Non esiste la quadratura del circolo, un improbabile punto di incontro tra debunking e fake news, del resto non si possono assimilare verità e menzogna. Tuttavia, nel momento in cui si discute del presunto carattere controproducente del debunking nello sradicamento delle bufale, viene il sospetto che una critica mirata esclusivamente a confutare il singolo fatto falso, astraendolo dal contesto generale che porta molte persone a cavalcarlo (corruzione, incompetenza, commistioni lobbistiche, problemi legati all’immigrazione, invadenza della tecnica nel proprio mondo vissuto, ecc), probabilmente si condanna a una scarsa presa sull’opinione pubblica. Un’alternativa sensata inizierebbe chiedendosi la ragione per cui molta gente flirta con certa disinformazione, evitando risposte snob e riflettendo sulle condizioni per creare un clima dove la ragionevolezza prevalga sulla diffidenza patologica. Secondo il Manuale della demistificazione, una strategia efficace potrebbe consistere nella ridefinizione dei confini sociali:
Quando i membri di due gruppi sociali sono in grado di considerarsi membri di un gruppo comune, stereotipo e pregiudizio possono ridursi in maniera significativa.
Forse spiegazioni accessibili al grande pubblico sulle correlazioni esistenti tra migrazioni, crisi economica e degrado ambientale creerebbero un pubblico più empatico e meno propenso a farsi abbindolare dall’aneddotica razzista e xenofoba. Una scienza che rinunciasse a boriose pretese tardopositiviste, che superasse il corporativismo ammettendo e condannando i puttaneggiamenti con stato ed economia ed evitando di farsi strumentalizzare, sarebbe realmente democratica e percepita come preziosa alleata dai cittadini. E la classe politica può riabilitarsi solo dando il buon esempio, rinunciando in primis a odiosi privilegi (la ratifica da parte del Senato della legge anti-vitalizi al rientro dalla pausa estiva è sicuramente un piccolo banco di prova per un lungo percorso di riabilitazione).

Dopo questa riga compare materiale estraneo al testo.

impl<'a> QueryEngine<'a> {
    /// Create a query engine over the given store.
    #[must_use]
    pub fn new(store: &'a dyn GraphStore) -> Self {
        Self { store }
    }

    // -------------------------------------------------------------------------
    // Node lookups
    // -------------------------------------------------------------------------

    /// Fetch a single node.
    pub fn get_node(&self, id: &AtomId) -> Result<Option<GraphNode>, LatticeError> {
        self.store.get_node(id)
    }

    /// Fetch a batch of nodes, rank-ordered. Missing ids are skipped.
    pub fn get_nodes(&self, ids: &[AtomId]) -> Result<Vec<GraphNode>, LatticeError> {
        let mut result = Vec::with_capacity(ids.len());
        for id in ids {
            if let Some(node) = self.store.get_node(id)? {
                result.push(node);
            }
        }
        result.sort_by(rank_order);
        Ok(result)
    }

    /// All nodes of an atom type, rank-ordered.
    pub fn nodes_by_kind(&self, kind: &str) -> Result<Vec<GraphNode>, LatticeError> {
        let mut result: Vec<GraphNode> = self
            .store
            .nodes()?
            .into_iter()
            .filter(|n| n.kind == kind)
            .collect();
        result.sort_by(rank_order);
        Ok(result)
    }

    /// All nodes in a category, rank-ordered.
    pub fn nodes_by_category(&self, category: &str) -> Result<Vec<GraphNode>, LatticeError> {
        let mut result: Vec<GraphNode> = self
            .store
            .nodes()?
            .into_iter()
            .filter(|n| n.category.as_deref() == Some(category))
            .collect();
        result.sort_by(rank_order);
        Ok(result)
    }

    // -------------------------------------------------------------------------
    // Traversal
    // -------------------------------------------------------------------------

    /// One-hop neighbors of a node, strongest first.
    ///
    /// Edges below the minimum combined weight are skipped, as are edges
    /// whose far endpoint has no node (a store inconsistency, not an
    /// error). `kinds` restricts the edge kinds considered.
    pub fn neighbors(
        &self,
        id: &AtomId,
        direction: Direction,
        kinds: Option<&[EdgeKind]>,
        limit: Option<usize>,
    ) -> Result<Vec<NeighborEntry>, LatticeError> {
        let mut edges: Vec<GraphEdge> = self
            .store
            .edges_touching(id)?
            .into_iter()
            .filter(|e| e.combined_weight >= MIN_NEIGHBOR_WEIGHT)
            .filter(|e| direction_matches(e, id, direction))
            .filter(|e| kinds.is_none_or(|ks| ks.contains(&e.kind)))
            .collect();
        edges.sort_by(weight_order);

        let mut result = Vec::new();
        for edge in edges {
            let Some(other) = edge.other_endpoint(id).cloned() else {
                continue;
            };
            if let Some(node) = self.store.get_node(&other)? {
                result.push(NeighborEntry { node, edge });
                if let Some(cap) = limit {
                    if result.len() >= cap {
                        break;
                    }
                }
            }
        }
        Ok(result)
    }

    /// Level-by-level BFS expansion around a focus node.
    ///
    /// Each level is sorted by the strongest connecting weight and
    /// truncated to `max_per_level`; expansion stops early when a level
    /// comes up empty. Depth is hard-capped. Returns `None` when the
    /// focus node does not exist.
    pub fn neighborhood(
        &self,
        focus: &AtomId,
        depth: usize,
        max_per_level: usize,
    ) -> Result<Option<Neighborhood>, LatticeError> {
        if !self.store.contains_node(focus)? {
            return Ok(None);
        }
        let depth = depth.min(MAX_NEIGHBORHOOD_DEPTH);

        let mut visited: BTreeSet<AtomId> = BTreeSet::new();
        visited.insert(focus.clone());
        let mut frontier: Vec<AtomId> = vec![focus.clone()];
        let mut levels: Vec<Vec<GraphNode>> = Vec::new();

        for _ in 0..depth {
            // Best connecting weight per candidate decides the level order.
            let mut candidates: BTreeMap<AtomId, f64> = BTreeMap::new();
            for id in &frontier {
                for edge in self.store.edges_touching(id)? {
                    if edge.combined_weight < MIN_NEIGHBOR_WEIGHT {
                        continue;
                    }
                    let Some(other) = edge.other_endpoint(id) else {
                        continue;
                    };
                    if visited.contains(other) {
                        continue;
                    }
                    let best = candidates.entry(other.clone()).or_insert(0.0);
                    if edge.combined_weight > *best {
                        *best = edge.combined_weight;
                    }
                }
            }
            if candidates.is_empty() {
                break;
            }

            let mut ordered: Vec<(AtomId, f64)> = candidates.into_iter().collect();
            ordered.sort_by(|a, b| b.1.total_cmp(&a.1).then_with(|| a.0.cmp(&b.0)));
            ordered.truncate(max_per_level);

            let mut level = Vec::with_capacity(ordered.len());
            for (id, _) in ordered {
                if let Some(node) = self.store.get_node(&id)? {
                    visited.insert(id);
                    level.push(node);
                }
            }
            if level.is_empty() {
                break;
            }
            frontier = level.iter().map(|n| n.id.clone()).collect();
            levels.push(level);
        }

        Ok(Some(Neighborhood {
            focus: focus.clone(),
            levels,
            ids: visited,
        }))
    }

    /// Unweighted BFS shortest path between two nodes.
    ///
    /// Edges are traversed ignoring direction. Returns the full id
    /// sequence including both endpoints, or `None` when no path exists
    /// within the depth bound (hard-capped).
    pub fn shortest_path(
        &self,
        source: &AtomId,
        target: &AtomId,
        max_depth: usize,
    ) -> Result<Option<Vec<AtomId>>, LatticeError> {
        if !self.store.contains_node(source)? || !self.store.contains_node(target)? {
            return Ok(None);
        }
        if source == target {
            return Ok(Some(vec![source.clone()]));
        }
        let max_depth = max_depth.min(MAX_PATH_DEPTH);

        let mut visited: BTreeSet<AtomId> = BTreeSet::new();
        visited.insert(source.clone());
        let mut queue: VecDeque<Vec<AtomId>> = VecDeque::new();
        queue.push_back(vec![source.clone()]);

        while let Some(path) = queue.pop_front() {
            if path.len() > max_depth {
                continue;
            }
            let Some(last) = path.last().cloned() else {
                continue;
            };
            for edge in self.store.edges_touching(&last)? {
                let Some(next) = edge.other_endpoint(&last) else {
                    continue;
                };
                if next == target {
                    let mut complete = path.clone();
                    complete.push(next.clone());
                    return Ok(Some(complete));
                }
                if visited.insert(next.clone()) {
                    let mut extended = path.clone();
                    extended.push(next.clone());
                    queue.push_back(extended);
                }
            }
        }
        Ok(None)
    }

    // -------------------------------------------------------------------------
    // Ranked listings
    // -------------------------------------------------------------------------

    /// Top `k` nodes by (rank, access count, recency) under a filter.
    pub fn top_ranked(&self, k: usize, filter: &NodeFilter) -> Result<Vec<GraphNode>, LatticeError> {
        let mut result: Vec<GraphNode> = self
            .store
            .nodes()?
            .into_iter()
            .filter(|n| filter.matches(n))
            .collect();
        result.sort_by(rank_order);
        result.truncate(k);
        Ok(result)
    }

    /// The `k` most recently accessed nodes.
    pub fn recently_accessed(&self, k: usize) -> Result<Vec<GraphNode>, LatticeError> {
        let mut result: Vec<GraphNode> = self
            .store
            .nodes()?
            .into_iter()
            .filter(|n| n.last_accessed_at.is_some())
            .collect();
        result.sort_by(|a, b| {
            b.last_accessed_at
                .cmp(&a.last_accessed_at)
                .then_with(|| a.id.cmp(&b.id))
        });
        result.truncate(k);
        Ok(result)
    }

    /// The `k` highest-rank nodes.
    pub fn hubs(&self, k: usize) -> Result<Vec<GraphNode>, LatticeError> {
        let mut result = self.store.nodes()?;
        result.sort_by(|a, b| b.page_rank.total_cmp(&a.page_rank).then_with(|| a.id.cmp(&b.id)));
        result.truncate(k);
        Ok(result)
    }

    /// The `k` highest-degree nodes.
    pub fn most_connected(&self, k: usize) -> Result<Vec<GraphNode>, LatticeError> {
        let mut result = self.store.nodes()?;
        result.sort_by(|a, b| b.degree().cmp(&a.degree()).then_with(|| a.id.cmp(&b.id)));
        result.truncate(k);
        Ok(result)
    }

    /// Case-insensitive substring search over node identity fields
    /// (atom id, kind, category, cluster), rank-ordered.
    pub fn search(
        &self,
        text: &str,
        filter: &NodeFilter,
        k: usize,
    ) -> Result<Vec<GraphNode>, LatticeError> {
        let needle = text.trim().to_lowercase();
        if needle.is_empty() {
            return Ok(Vec::new());
        }
        let mut result: Vec<GraphNode> = self
            .store
            .nodes()?
            .into_iter()
            .filter(|n| filter.matches(n))
            .filter(|n| {
                n.id.as_str().to_lowercase().contains(&needle)
                    || n.kind.to_lowercase().contains(&needle)
                    || n.category
                        .as_ref()
                        .is_some_and(|c| c.to_lowercase().contains(&needle))
                    || n.cluster
                        .as_ref()
                        .is_some_and(|c| c.to_lowercase().contains(&needle))
            })
            .collect();
        result.sort_by(rank_order);
        result.truncate(k);
        Ok(result)
    }

    // -------------------------------------------------------------------------
    // Edge lookups
    // -------------------------------------------------------------------------

    /// All edges between two nodes (any kind, either role), strongest
    /// first.
    pub fn edges_between(&self, a: &AtomId, b: &AtomId) -> Result<Vec<GraphEdge>, LatticeError> {
        let mut result: Vec<GraphEdge> = self
            .store
            .edges_touching(a)?
            .into_iter()
            .filter(|e| e.touches(b))
            .collect();
        result.sort_by(weight_order);
        Ok(result)
    }

    /// Direction-filtered incident edges of a node, strongest first.
    pub fn edges_of(
        &self,
        id: &AtomId,
        direction: Direction,
    ) -> Result<Vec<GraphEdge>, LatticeError> {
        let mut result: Vec<GraphEdge> = self
            .store
            .edges_touching(id)?
            .into_iter()
            .filter(|e| direction_matches(e, id, direction))
            .collect();
        result.sort_by(weight_order);
        Ok(result)
    }

    /// The `k` strongest edges in the whole graph.
    pub fn strongest_edges(&self, k: usize) -> Result<Vec<GraphEdge>, LatticeError> {
        let mut result = self.store.edges()?;
        result.sort_by(weight_order);
        result.truncate(k);
        Ok(result)
    }

    /// Edges with both endpoints inside the given id set, strongest
    /// first.
    pub fn edges_within(&self, ids: &BTreeSet<AtomId>) -> Result<Vec<GraphEdge>, LatticeError> {
        let mut result: Vec<GraphEdge> = self
            .store
            .edges()?
            .into_iter()
            .filter(|e| ids.contains(&e.source) && ids.contains(&e.target))
            .collect();
        result.sort_by(weight_order);
        Ok(result)
    }

    // -------------------------------------------------------------------------
    // Aggregates
    // -------------------------------------------------------------------------

    /// Whole-graph statistics.
    pub fn statistics(&self) -> Result<GraphStats, LatticeError> {
        let nodes = self.store.nodes()?;
        let edge_count = self.store.edge_count()?;
        let node_count = nodes.len();

        let mut stats = GraphStats {
            node_count,
            edge_count,
            ..GraphStats::default()
        };
        if node_count == 0 {
            return Ok(stats);
        }

        let mut degree_sum: u64 = 0;
        let mut rank_sum = 0.0;
        let mut embedded = 0usize;
        for node in &nodes {
            let degree = node.degree();
            degree_sum += u64::from(degree);
            stats.max_degree = stats.max_degree.max(degree);
            rank_sum += node.page_rank;
            if node.has_embedding {
                embedded += 1;
            }
            *stats.kinds.entry(node.kind.clone()).or_insert(0) += 1;
        }
        stats.avg_degree = degree_sum as f64 / node_count as f64;
        stats.avg_page_rank = rank_sum / node_count as f64;
        stats.embedding_coverage = embedded as f64 / node_count as f64;
        if node_count > 1 {
            stats.density = edge_count as f64 / (node_count as f64 * (node_count as f64 - 1.0));
        }
        Ok(stats)
    }
}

Ovviamente il debunker non ha la bacchetta magica e non può trasformare da solo sistema educativo, mondo scientico e politica; tuttavia, con riferimento a quanto appena scritto, può decidere di problematizzare lo smascheramento delle bufale in una cornice più ampia invece che limitarsi a un semplice esercizio di stile. Sicuramente non attirerebbe l’interesse dei ‘poteri forti’, forse però riuscirebbe a captare l’attenzione di una fetta di pubblico oggi ostile.